CT Girl, it is confusing and no I don't trust this vet yet, I just started going there. She is so nice and young and seems to know what she is talking about, but the people on the liver shunt forum say to find a new vet.

I have ordered the Milk Thistle and SAM-e. I do think she needs lactulose but the vet wouldn't prescribe it. She said it would just give her diarrhea for no reason. 

sheesh!

BTW, with the levels that her Blood Acids came back, the people on the liver shunt forum say it leans more towards MVD of the liver rather than liver shunt. If this is the case, she would not need surgery and a low protein diet may be all she needs to live a normal life!


----------



## pandj (Jun 12, 2013)

If it were me I would fly to U T and have them do it. Vet Schools have access to the newest and best resources that a local Vets just doesn't have. They also see many more cases. Experience has taught me go to the best it will be cheaper in the long run...not to mention that you provided your little one with the best availabl

You and Misha are in my thoughts. 

Sent from Petguide.com Free App


----------



## Tiny Poodles (Jun 20, 2013)

I (thankfully) know little about this subject, but I will say that when my girls have a specific medical issue, I have learned to go straight to a specialist - optomologist, dermatologist, and cardiologist are all veterinary specialists that I've used, and they always demonstrated expertise far and above what the regular Vet had. Their fees may be a little higher, but the way that they will get directly to the root of the problem will cost you less (angst and money), then the round about way that the general Vet will (try, and may never get there) will do it.
Thinking of a Friend who had their Shi Tzu's entropian eyelid operated on twice by their regular Vet, were about to let her make a third attempt when I convinced them to go to the Optomologist at the AMC, and sure enough, the Optomologist fixed it!

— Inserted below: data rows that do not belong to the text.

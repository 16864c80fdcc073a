//! Upstream bookmarks API client
//!
//! One method per endpoint; each performs a single HTTP call and
//! normalizes failures into the application taxonomy. Throttling
//! (HTTP 429) is distinct from other upstream failures so callers can
//! apply backoff instead of giving up.

use std::sync::Arc;
use std::time::{Duration, Instant};

use async_trait::async_trait;
use serde::de::DeserializeOwned;

use super::types::{
    BookmarksPage, FolderMembersPage, FoldersPage, ProfileEnvelope, UserProfile,
};
use crate::config::{FetchConfig, UpstreamConfig};
use crate::data::BookmarkFolder;
use crate::error::AppError;
use crate::metrics::{UPSTREAM_REQUEST_DURATION_SECONDS, UPSTREAM_REQUESTS_TOTAL};

/// Expansion parameters for the bookmarks endpoint.
///
/// These mirror what the upstream API needs to side-load authors,
/// media and referenced posts in a single page response.
const TWEET_FIELDS: &str =
    "created_at,public_metrics,author_id,entities,attachments,lang,referenced_tweets,note_tweet";
const EXPANSIONS: &str =
    "author_id,attachments.media_keys,referenced_tweets.id,referenced_tweets.id.author_id";
const USER_FIELDS: &str = "username,name,verified,profile_image_url,description,public_metrics";
const MEDIA_FIELDS: &str =
    "media_key,type,url,preview_image_url,alt_text,width,height,duration_ms,variants";

/// Single-page bookmark retrieval, abstracted for the orchestrator.
#[cfg_attr(test, mockall::automock)]
#[async_trait]
pub trait BookmarkSource: Send + Sync {
    /// Fetch one page of up to `page_size` bookmarks starting at
    /// `cursor` (or from the beginning when `None`).
    ///
    /// # Errors
    /// `RateLimited` on upstream throttling, `Upstream` for any other
    /// non-success response (carrying the raw body), and
    /// `MalformedResponse` when the body does not decode.
    async fn fetch_page<'a>(
        &self,
        access_token: &'a str,
        subject_id: &'a str,
        page_size: u32,
        cursor: Option<&'a str>,
    ) -> Result<BookmarksPage, AppError>;
}

/// HTTP client for the upstream bookmarks endpoints.
#[derive(Clone)]
pub struct BookmarksClient {
    http: Arc<reqwest::Client>,
    api_base: String,
    folder_page_size: u32,
    folder_retry_delay: Duration,
}

impl BookmarksClient {
    pub fn new(http: Arc<reqwest::Client>, upstream: &UpstreamConfig, fetch: &FetchConfig) -> Self {
        Self {
            http,
            api_base: upstream.api_base.trim_end_matches('/').to_string(),
            folder_page_size: fetch.folder_page_size,
            folder_retry_delay: Duration::from_millis(fetch.folder_retry_delay_ms),
        }
    }

    /// Issue one GET and decode the response, recording metrics and
    /// splitting 429 from other failures.
    async fn get_json<T: DeserializeOwned>(
        &self,
        endpoint: &'static str,
        url: String,
        access_token: &str,
        query: &[(&str, String)],
    ) -> Result<T, AppError> {
        let started = Instant::now();
        let response = self
            .http
            .get(url)
            .bearer_auth(access_token)
            .query(query)
            .send()
            .await?;

        let status = response.status();
        UPSTREAM_REQUESTS_TOTAL
            .with_label_values(&[endpoint, status.as_str()])
            .inc();
        UPSTREAM_REQUEST_DURATION_SECONDS
            .with_label_values(&[endpoint])
            .observe(started.elapsed().as_secs_f64());

        if status == reqwest::StatusCode::TOO_MANY_REQUESTS {
            return Err(AppError::RateLimited);
        }

        if !status.is_success() {
            let body = response.text().await.unwrap_or_default();
            return Err(AppError::Upstream(format!(
                "upstream returned {status}: {body}"
            )));
        }

        let body = response.text().await?;
        serde_json::from_str(&body).map_err(|e| AppError::MalformedResponse(e.to_string()))
    }

    /// Retry a throttled call once after a short pause.
    ///
    /// Auxiliary lookups are issued strictly sequentially, so a single
    /// delayed retry is enough to ride out a burst window; a second
    /// 429 propagates.
    async fn with_rate_limit_retry<T, F, Fut>(&self, call: F) -> Result<T, AppError>
    where
        F: Fn() -> Fut,
        Fut: std::future::Future<Output = Result<T, AppError>>,
    {
        match call().await {
            Err(AppError::RateLimited) => {
                tracing::debug!(
                    delay_ms = self.folder_retry_delay.as_millis() as u64,
                    "Upstream throttled folder lookup; retrying once"
                );
                tokio::time::sleep(self.folder_retry_delay).await;
                call().await
            }
            other => other,
        }
    }

    /// List all bookmark folders for a user, following pagination to
    /// the end.
    pub async fn fetch_folders(
        &self,
        access_token: &str,
        subject_id: &str,
    ) -> Result<Vec<BookmarkFolder>, AppError> {
        let url = format!("{}/2/users/{}/bookmarks/folders", self.api_base, subject_id);
        let mut folders = Vec::new();
        let mut cursor: Option<String> = None;

        loop {
            let mut query = vec![("max_results", self.folder_page_size.to_string())];
            if let Some(token) = &cursor {
                query.push(("pagination_token", token.clone()));
            }

            let page: FoldersPage = self
                .with_rate_limit_retry(|| {
                    self.get_json("folders", url.clone(), access_token, &query)
                })
                .await?;

            folders.extend(page.data.unwrap_or_default());
            cursor = page.meta.and_then(|m| m.next_token);
            if cursor.is_none() {
                break;
            }
        }

        Ok(folders)
    }

    /// List the post ids contained in one folder, following
    /// pagination to the end.
    pub async fn fetch_folder_members(
        &self,
        access_token: &str,
        subject_id: &str,
        folder_id: &str,
    ) -> Result<Vec<String>, AppError> {
        let url = format!(
            "{}/2/users/{}/bookmarks/folders/{}",
            self.api_base, subject_id, folder_id
        );
        let mut post_ids = Vec::new();
        let mut cursor: Option<String> = None;

        loop {
            let mut query = vec![("max_results", self.folder_page_size.to_string())];
            if let Some(token) = &cursor {
                query.push(("pagination_token", token.clone()));
            }

            let page: FolderMembersPage = self
                .with_rate_limit_retry(|| {
                    self.get_json("folder_members", url.clone(), access_token, &query)
                })
                .await?;

            post_ids.extend(page.data.unwrap_or_default().into_iter().map(|m| m.id));
            cursor = page.meta.and_then(|m| m.next_token);
            if cursor.is_none() {
                break;
            }
        }

        Ok(post_ids)
    }

    /// Fetch the authenticated user's own profile.
    pub async fn fetch_profile(&self, access_token: &str) -> Result<UserProfile, AppError> {
        let url = format!("{}/2/users/me", self.api_base);
        let envelope: ProfileEnvelope = self
            .get_json(
                "profile",
                url,
                access_token,
                &[("user.fields", "profile_image_url".to_string())],
            )
            .await?;
        Ok(envelope.data)
    }
}

#[async_trait]
impl BookmarkSource for BookmarksClient {
    async fn fetch_page<'a>(
        &self,
        access_token: &'a str,
        subject_id: &'a str,
        page_size: u32,
        cursor: Option<&'a str>,
    ) -> Result<BookmarksPage, AppError> {
        let url = format!("{}/2/users/{}/bookmarks", self.api_base, subject_id);

        let mut query = vec![
            ("max_results", page_size.to_string()),
            ("tweet.fields", TWEET_FIELDS.to_string()),
            ("expansions", EXPANSIONS.to_string()),
            ("user.fields", USER_FIELDS.to_string()),
            ("media.fields", MEDIA_FIELDS.to_string()),
        ];
        if let Some(token) = cursor {
            query.push(("pagination_token", token.to_string()));
        }

        self.get_json("bookmarks", url, access_token, &query).await
    }
}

But one point if you do go to a teaching hospital - MAKE SURE that it is an Attending, not a Resident or a Student who performs any procedures on her - from working in human hospitals for many years, I know that you would be shocked how often Attendings sit in the corner of the room chatting on the phone or even napping, while the Residents and Students do the surgery!

Wishing you the best of luck in whatever you decide to do - you are one incredible Poodle Mom, and Misha is so lucky to be loved by you!


----------



## KirklandPoodle (Oct 22, 2012)

Hi there - I can't seem to find your initial posting about Misha's symptoms. Could you post a link to that thread?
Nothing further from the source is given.